___ Supplied data

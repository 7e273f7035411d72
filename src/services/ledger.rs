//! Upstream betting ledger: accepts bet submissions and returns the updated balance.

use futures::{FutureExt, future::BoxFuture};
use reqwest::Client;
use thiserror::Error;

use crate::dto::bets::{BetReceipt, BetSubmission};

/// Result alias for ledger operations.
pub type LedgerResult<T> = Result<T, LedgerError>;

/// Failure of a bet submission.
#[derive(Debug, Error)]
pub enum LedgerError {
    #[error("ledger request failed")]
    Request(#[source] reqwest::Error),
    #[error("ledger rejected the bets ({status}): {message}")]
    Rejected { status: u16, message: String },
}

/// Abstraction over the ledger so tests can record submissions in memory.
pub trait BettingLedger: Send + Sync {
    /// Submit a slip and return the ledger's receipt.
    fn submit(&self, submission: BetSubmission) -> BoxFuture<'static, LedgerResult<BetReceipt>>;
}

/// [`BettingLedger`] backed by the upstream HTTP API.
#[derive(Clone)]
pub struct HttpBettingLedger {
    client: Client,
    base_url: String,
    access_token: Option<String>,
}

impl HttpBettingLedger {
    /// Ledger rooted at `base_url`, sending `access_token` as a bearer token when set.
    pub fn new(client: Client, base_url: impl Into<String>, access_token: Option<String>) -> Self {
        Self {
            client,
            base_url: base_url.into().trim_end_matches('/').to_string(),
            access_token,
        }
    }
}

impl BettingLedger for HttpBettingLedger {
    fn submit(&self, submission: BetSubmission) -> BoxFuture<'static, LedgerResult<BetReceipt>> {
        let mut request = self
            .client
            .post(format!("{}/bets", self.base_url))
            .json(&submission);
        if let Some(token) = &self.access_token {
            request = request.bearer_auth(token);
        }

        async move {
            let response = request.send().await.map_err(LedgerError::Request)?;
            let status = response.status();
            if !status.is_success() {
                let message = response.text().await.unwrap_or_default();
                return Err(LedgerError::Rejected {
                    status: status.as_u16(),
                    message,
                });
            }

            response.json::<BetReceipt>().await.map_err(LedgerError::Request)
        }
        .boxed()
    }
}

______
___ Supplied data

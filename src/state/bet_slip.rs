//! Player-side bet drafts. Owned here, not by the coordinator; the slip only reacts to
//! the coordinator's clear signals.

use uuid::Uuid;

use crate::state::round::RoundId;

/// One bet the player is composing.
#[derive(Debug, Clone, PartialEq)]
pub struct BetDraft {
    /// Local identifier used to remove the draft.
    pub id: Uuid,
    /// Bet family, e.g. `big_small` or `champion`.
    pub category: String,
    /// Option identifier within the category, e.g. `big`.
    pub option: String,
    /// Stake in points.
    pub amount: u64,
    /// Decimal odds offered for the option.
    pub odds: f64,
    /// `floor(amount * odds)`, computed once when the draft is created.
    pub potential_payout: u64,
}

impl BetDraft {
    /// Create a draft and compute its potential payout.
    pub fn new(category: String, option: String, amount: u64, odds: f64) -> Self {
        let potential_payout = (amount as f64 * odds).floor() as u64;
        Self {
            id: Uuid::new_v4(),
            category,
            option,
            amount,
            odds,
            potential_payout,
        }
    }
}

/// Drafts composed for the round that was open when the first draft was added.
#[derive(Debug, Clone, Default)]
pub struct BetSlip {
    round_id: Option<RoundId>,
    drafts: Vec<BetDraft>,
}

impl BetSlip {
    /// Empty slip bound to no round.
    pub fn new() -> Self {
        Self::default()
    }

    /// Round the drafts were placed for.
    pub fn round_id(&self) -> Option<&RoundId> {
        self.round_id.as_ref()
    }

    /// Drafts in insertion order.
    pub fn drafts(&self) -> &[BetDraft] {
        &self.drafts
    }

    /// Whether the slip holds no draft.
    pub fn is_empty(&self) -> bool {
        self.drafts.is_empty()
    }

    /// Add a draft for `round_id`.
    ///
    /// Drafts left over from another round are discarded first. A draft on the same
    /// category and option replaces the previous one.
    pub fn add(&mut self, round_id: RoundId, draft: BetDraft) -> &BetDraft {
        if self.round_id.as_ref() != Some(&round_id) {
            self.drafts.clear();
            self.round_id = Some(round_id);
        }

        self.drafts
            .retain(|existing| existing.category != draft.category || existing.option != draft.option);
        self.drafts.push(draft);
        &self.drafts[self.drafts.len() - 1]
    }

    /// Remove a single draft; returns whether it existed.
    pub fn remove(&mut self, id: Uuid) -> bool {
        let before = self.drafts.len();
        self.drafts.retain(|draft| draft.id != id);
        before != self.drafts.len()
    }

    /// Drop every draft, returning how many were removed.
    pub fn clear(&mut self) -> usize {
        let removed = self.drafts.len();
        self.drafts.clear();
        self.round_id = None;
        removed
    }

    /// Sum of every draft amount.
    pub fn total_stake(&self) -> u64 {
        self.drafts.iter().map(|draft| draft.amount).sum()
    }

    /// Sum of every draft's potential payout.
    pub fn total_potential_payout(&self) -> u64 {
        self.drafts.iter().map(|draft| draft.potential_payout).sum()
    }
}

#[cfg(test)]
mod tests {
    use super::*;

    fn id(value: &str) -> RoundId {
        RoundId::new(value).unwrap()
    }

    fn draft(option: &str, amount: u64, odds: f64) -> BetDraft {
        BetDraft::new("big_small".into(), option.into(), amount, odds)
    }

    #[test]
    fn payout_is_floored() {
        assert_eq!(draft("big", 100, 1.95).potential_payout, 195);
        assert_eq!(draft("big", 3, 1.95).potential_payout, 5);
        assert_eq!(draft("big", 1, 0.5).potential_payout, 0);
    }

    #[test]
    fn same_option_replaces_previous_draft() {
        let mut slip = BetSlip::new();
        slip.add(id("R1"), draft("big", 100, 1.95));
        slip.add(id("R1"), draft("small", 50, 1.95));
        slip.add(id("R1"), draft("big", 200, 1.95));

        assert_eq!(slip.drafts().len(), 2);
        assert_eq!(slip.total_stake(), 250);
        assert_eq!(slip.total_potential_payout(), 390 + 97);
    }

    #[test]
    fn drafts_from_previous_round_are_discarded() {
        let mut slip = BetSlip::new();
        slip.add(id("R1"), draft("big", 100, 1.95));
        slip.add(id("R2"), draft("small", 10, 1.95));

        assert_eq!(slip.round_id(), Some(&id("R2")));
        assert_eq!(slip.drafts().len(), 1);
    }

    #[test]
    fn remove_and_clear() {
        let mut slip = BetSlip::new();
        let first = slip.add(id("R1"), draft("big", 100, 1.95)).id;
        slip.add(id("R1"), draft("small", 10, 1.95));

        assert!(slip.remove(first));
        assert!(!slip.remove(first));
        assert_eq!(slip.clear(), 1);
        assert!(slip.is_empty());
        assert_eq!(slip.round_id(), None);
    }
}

______
___ Supplied data

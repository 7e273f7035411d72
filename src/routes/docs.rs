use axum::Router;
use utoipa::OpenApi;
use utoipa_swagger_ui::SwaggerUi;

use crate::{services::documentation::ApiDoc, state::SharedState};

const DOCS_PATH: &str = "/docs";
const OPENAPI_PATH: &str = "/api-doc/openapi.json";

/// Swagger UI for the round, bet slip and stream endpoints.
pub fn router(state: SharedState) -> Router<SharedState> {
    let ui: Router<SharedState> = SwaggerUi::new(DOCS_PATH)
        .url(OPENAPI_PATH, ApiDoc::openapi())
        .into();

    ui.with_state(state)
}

______

Output only the count of lines in the data containing "when".

Answer for the task –
3